■ Extracted information:

::::::::

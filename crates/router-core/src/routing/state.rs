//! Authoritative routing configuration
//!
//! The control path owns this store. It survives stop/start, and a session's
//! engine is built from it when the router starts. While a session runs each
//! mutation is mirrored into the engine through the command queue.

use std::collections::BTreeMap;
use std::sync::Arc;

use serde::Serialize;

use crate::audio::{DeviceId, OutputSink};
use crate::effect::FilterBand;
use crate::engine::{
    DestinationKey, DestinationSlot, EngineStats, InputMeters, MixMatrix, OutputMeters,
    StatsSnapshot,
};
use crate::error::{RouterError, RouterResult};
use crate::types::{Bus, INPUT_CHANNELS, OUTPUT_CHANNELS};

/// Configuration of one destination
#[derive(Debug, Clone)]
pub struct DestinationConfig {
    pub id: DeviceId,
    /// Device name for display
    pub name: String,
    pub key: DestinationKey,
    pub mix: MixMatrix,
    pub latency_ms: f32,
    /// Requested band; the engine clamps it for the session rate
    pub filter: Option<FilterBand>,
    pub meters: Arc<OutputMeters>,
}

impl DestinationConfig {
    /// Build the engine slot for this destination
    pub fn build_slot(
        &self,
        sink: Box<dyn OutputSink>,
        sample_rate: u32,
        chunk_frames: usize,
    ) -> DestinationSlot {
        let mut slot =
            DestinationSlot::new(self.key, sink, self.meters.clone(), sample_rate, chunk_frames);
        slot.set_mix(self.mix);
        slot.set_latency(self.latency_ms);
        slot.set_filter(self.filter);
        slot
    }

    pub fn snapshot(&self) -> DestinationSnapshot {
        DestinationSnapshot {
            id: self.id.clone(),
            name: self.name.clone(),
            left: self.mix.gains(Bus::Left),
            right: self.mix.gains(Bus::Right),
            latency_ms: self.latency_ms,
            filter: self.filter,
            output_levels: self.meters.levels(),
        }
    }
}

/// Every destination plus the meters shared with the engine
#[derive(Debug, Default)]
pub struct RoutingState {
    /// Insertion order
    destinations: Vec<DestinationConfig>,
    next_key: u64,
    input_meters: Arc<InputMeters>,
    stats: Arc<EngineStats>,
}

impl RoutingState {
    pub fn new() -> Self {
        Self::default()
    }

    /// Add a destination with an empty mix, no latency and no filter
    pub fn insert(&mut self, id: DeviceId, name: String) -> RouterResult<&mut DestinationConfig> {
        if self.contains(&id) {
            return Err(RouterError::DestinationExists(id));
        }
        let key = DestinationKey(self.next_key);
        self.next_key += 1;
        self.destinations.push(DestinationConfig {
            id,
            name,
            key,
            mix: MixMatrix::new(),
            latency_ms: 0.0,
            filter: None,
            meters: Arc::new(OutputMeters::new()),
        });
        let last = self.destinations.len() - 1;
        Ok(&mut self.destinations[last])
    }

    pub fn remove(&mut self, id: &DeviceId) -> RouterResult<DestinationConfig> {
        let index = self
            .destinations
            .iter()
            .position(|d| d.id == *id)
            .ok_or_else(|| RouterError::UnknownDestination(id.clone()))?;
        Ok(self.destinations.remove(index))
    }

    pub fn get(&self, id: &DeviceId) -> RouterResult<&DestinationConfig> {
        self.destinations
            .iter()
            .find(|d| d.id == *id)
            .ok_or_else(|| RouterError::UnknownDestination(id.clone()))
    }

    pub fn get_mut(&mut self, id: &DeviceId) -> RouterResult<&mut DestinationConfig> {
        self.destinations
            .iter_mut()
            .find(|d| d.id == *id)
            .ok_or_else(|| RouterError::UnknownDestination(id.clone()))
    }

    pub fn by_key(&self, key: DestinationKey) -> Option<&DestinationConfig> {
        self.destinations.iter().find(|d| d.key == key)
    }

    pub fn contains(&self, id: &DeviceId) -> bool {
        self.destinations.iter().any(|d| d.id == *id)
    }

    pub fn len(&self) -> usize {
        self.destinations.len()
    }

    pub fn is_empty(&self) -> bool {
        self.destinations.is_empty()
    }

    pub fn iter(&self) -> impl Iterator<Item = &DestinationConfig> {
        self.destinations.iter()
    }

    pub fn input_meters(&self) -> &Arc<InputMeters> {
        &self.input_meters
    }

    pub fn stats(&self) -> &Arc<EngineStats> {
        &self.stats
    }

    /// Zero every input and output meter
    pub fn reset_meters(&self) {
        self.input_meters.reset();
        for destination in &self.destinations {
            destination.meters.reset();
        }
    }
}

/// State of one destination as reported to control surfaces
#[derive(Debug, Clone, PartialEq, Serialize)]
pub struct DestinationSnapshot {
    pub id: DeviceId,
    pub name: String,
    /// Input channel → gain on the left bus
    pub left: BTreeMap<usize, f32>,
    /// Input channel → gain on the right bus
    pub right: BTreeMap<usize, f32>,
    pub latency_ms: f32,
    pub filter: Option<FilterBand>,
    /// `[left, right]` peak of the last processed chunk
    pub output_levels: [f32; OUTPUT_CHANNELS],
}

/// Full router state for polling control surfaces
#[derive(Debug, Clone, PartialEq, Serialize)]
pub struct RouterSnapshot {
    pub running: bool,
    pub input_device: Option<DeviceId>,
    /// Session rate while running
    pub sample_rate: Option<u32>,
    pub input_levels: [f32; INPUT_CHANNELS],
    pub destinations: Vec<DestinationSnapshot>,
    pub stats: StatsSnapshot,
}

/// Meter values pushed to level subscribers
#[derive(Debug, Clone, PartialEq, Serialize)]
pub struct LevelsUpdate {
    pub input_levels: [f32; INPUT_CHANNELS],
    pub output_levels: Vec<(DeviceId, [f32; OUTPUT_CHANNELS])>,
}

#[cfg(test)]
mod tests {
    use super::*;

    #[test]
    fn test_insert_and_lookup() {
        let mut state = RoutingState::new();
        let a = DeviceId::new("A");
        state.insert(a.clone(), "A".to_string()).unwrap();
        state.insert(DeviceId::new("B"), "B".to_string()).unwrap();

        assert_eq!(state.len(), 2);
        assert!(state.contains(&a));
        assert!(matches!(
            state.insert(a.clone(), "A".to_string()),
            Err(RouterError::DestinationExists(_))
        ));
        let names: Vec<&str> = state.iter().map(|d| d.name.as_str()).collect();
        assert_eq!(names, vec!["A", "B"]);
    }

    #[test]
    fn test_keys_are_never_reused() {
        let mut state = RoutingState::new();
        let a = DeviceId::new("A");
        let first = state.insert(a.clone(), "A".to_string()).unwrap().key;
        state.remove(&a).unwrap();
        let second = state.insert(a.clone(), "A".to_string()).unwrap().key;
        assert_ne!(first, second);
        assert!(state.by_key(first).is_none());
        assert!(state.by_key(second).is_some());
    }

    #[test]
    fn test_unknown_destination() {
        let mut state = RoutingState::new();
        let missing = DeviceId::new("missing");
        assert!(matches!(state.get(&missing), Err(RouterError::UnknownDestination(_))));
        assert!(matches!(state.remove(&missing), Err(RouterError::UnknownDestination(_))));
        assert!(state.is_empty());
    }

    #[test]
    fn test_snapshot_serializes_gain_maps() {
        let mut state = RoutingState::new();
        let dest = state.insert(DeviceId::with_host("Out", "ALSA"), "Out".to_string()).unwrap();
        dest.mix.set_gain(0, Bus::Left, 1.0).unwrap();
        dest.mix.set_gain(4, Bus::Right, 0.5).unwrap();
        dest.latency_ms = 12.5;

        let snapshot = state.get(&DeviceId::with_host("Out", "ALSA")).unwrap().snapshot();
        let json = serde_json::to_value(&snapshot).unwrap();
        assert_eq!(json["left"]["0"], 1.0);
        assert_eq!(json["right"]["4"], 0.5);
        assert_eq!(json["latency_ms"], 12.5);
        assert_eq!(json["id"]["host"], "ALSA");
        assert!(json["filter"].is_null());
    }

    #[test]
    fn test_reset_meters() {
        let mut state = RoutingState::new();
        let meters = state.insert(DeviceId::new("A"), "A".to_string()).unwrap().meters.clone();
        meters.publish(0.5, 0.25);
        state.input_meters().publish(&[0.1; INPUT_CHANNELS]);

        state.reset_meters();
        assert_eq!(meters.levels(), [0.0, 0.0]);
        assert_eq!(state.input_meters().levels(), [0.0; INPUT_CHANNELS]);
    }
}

::::::::

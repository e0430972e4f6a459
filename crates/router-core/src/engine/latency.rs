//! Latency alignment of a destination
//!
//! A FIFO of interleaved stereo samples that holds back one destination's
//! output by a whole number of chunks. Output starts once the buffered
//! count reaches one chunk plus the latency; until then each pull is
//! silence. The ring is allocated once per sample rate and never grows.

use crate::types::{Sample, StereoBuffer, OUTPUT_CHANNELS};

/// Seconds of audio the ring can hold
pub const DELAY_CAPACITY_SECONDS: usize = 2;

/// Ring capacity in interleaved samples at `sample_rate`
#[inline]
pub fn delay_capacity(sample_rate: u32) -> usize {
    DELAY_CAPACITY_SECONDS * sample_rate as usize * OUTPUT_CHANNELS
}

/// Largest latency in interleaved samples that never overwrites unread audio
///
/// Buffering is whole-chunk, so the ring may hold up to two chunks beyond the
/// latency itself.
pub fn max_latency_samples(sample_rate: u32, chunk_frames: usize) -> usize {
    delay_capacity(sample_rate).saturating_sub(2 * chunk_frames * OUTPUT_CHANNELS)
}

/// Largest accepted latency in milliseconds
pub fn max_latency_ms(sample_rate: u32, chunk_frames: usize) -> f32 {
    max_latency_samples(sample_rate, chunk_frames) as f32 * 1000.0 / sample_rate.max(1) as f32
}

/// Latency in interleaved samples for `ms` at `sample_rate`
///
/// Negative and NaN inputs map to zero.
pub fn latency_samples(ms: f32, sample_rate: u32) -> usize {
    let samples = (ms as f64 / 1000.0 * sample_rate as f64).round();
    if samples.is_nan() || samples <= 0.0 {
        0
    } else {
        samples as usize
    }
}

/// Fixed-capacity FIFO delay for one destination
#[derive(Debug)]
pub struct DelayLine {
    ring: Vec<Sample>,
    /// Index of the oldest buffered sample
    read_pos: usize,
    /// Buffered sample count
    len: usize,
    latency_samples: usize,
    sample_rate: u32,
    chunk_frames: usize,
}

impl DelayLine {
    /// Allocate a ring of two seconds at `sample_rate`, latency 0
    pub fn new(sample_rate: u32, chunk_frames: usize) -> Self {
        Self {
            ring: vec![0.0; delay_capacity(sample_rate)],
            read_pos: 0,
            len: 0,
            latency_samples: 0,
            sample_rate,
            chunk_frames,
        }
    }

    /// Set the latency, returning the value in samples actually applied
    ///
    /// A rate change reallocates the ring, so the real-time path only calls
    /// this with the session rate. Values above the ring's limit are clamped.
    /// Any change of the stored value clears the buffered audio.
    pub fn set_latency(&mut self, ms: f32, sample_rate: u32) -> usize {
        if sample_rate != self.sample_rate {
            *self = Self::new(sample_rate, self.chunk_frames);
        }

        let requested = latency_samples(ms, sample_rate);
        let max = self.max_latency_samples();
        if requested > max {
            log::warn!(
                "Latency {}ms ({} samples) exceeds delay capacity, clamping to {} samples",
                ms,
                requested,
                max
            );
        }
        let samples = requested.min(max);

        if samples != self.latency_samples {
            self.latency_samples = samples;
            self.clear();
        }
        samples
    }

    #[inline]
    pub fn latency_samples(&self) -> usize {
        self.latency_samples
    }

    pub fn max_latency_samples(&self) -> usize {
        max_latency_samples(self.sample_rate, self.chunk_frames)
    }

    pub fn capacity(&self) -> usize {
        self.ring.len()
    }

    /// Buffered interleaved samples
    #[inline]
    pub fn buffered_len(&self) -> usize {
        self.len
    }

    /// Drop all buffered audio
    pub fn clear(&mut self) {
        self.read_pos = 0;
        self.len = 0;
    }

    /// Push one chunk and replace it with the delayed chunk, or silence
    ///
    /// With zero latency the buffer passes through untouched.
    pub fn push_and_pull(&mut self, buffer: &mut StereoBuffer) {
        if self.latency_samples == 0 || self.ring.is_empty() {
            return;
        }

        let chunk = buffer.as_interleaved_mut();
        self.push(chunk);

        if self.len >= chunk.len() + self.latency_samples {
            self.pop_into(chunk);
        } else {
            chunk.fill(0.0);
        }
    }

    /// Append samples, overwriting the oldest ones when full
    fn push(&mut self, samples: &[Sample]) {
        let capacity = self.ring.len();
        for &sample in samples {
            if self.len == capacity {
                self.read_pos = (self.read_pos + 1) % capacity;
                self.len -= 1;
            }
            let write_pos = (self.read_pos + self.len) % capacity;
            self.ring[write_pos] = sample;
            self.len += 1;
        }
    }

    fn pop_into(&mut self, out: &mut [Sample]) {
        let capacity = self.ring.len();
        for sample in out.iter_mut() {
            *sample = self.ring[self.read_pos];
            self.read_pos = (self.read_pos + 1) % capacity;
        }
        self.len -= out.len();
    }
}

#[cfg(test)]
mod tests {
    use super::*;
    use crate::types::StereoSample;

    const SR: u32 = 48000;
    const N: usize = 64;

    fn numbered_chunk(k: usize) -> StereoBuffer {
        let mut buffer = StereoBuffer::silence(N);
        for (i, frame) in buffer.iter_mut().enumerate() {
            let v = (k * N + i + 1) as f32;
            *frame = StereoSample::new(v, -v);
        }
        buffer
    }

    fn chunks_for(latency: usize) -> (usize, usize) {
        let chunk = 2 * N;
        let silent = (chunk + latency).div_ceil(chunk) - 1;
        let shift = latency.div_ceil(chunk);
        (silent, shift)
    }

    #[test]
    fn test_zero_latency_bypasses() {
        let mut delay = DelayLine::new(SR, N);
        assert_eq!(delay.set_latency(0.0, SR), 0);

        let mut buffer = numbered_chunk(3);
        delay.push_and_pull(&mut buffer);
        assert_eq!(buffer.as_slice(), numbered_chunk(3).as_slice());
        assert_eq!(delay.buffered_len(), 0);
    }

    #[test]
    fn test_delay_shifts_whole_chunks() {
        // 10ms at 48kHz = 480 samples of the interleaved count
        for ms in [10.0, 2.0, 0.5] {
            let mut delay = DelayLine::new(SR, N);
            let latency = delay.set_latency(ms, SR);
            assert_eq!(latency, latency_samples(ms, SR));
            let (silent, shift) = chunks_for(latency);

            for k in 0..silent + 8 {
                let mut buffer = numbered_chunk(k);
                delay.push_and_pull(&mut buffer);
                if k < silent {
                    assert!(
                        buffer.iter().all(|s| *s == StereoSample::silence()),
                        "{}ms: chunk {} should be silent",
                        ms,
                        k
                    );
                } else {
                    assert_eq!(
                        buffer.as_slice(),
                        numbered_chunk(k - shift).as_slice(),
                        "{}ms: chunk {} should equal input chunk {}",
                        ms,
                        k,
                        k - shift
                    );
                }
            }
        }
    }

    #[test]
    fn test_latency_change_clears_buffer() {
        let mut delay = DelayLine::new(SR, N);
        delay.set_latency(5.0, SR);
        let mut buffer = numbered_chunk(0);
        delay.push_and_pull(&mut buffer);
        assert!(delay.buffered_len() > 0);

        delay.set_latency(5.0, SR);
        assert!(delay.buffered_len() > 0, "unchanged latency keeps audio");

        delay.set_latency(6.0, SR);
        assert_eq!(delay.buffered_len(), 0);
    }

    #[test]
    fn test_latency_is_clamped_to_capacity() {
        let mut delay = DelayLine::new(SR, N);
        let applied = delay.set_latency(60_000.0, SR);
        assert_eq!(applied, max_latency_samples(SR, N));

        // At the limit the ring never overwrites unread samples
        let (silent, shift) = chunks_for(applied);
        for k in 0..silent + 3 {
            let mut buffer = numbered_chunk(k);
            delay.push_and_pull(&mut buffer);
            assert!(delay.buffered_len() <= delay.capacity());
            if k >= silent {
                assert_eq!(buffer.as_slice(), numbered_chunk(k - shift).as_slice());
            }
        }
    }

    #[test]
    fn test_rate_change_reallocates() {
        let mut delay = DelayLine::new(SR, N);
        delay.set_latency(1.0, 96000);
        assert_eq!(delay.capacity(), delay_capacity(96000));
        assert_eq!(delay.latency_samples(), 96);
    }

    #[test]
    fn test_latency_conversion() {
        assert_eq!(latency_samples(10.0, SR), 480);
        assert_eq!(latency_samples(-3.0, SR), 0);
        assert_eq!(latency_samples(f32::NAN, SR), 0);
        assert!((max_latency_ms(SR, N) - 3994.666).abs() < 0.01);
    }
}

::::::::

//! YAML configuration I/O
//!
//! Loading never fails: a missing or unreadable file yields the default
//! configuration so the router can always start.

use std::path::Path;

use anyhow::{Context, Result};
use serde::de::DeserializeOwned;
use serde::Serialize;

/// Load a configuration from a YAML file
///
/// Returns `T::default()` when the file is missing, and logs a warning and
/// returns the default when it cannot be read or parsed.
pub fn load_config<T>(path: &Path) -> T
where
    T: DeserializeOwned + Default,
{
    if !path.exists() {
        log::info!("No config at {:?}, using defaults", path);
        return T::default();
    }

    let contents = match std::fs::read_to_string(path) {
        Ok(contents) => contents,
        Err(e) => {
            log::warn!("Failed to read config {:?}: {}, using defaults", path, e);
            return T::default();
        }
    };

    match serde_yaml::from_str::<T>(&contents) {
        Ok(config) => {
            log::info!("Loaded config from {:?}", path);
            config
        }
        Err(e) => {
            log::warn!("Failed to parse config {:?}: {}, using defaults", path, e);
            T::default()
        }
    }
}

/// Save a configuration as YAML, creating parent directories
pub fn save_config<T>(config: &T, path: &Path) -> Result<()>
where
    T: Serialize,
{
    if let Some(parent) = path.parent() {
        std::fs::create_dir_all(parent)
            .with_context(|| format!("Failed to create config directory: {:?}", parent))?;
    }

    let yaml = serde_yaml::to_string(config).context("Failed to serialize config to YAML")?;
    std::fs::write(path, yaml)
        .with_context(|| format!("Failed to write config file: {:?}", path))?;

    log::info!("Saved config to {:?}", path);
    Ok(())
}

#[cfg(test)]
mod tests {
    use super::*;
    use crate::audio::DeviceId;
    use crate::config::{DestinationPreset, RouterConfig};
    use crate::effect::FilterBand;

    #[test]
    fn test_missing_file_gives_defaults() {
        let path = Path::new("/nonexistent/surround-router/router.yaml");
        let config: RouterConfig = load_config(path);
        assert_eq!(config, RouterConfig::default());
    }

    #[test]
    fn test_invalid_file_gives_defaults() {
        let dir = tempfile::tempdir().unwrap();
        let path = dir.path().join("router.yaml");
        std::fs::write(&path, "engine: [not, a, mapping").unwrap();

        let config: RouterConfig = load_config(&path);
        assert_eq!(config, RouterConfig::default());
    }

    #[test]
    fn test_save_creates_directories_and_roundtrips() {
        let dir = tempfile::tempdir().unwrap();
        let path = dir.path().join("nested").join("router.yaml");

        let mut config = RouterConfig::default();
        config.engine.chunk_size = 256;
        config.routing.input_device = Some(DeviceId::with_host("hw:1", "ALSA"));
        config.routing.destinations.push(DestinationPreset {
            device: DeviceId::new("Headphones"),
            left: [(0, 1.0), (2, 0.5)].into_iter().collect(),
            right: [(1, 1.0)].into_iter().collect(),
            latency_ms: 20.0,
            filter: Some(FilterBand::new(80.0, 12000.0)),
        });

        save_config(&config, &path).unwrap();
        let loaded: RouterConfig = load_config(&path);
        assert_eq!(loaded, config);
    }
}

::::::::

Reproduce, word for word and in full, only the lines above that start at the line with "assert_ne!(first, second);" and run through the line with "dest.latency_ms = 12.5;", both ends included.

■ Output of the exercise:
        assert_ne!(first, second);
        assert!(state.by_key(first).is_none());
        assert!(state.by_key(second).is_some());
    }

    #[test]
    fn test_unknown_destination() {
        let mut state = RoutingState::new();
        let missing = DeviceId::new("missing");
        assert!(matches!(state.get(&missing), Err(RouterError::UnknownDestination(_))));
        assert!(matches!(state.remove(&missing), Err(RouterError::UnknownDestination(_))));
        assert!(state.is_empty());
    }

    #[test]
    fn test_snapshot_serializes_gain_maps() {
        let mut state = RoutingState::new();
        let dest = state.insert(DeviceId::with_host("Out", "ALSA"), "Out".to_string()).unwrap();
        dest.mix.set_gain(0, Bus::Left, 1.0).unwrap();
        dest.mix.set_gain(4, Bus::Right, 0.5).unwrap();
        dest.latency_ms = 12.5;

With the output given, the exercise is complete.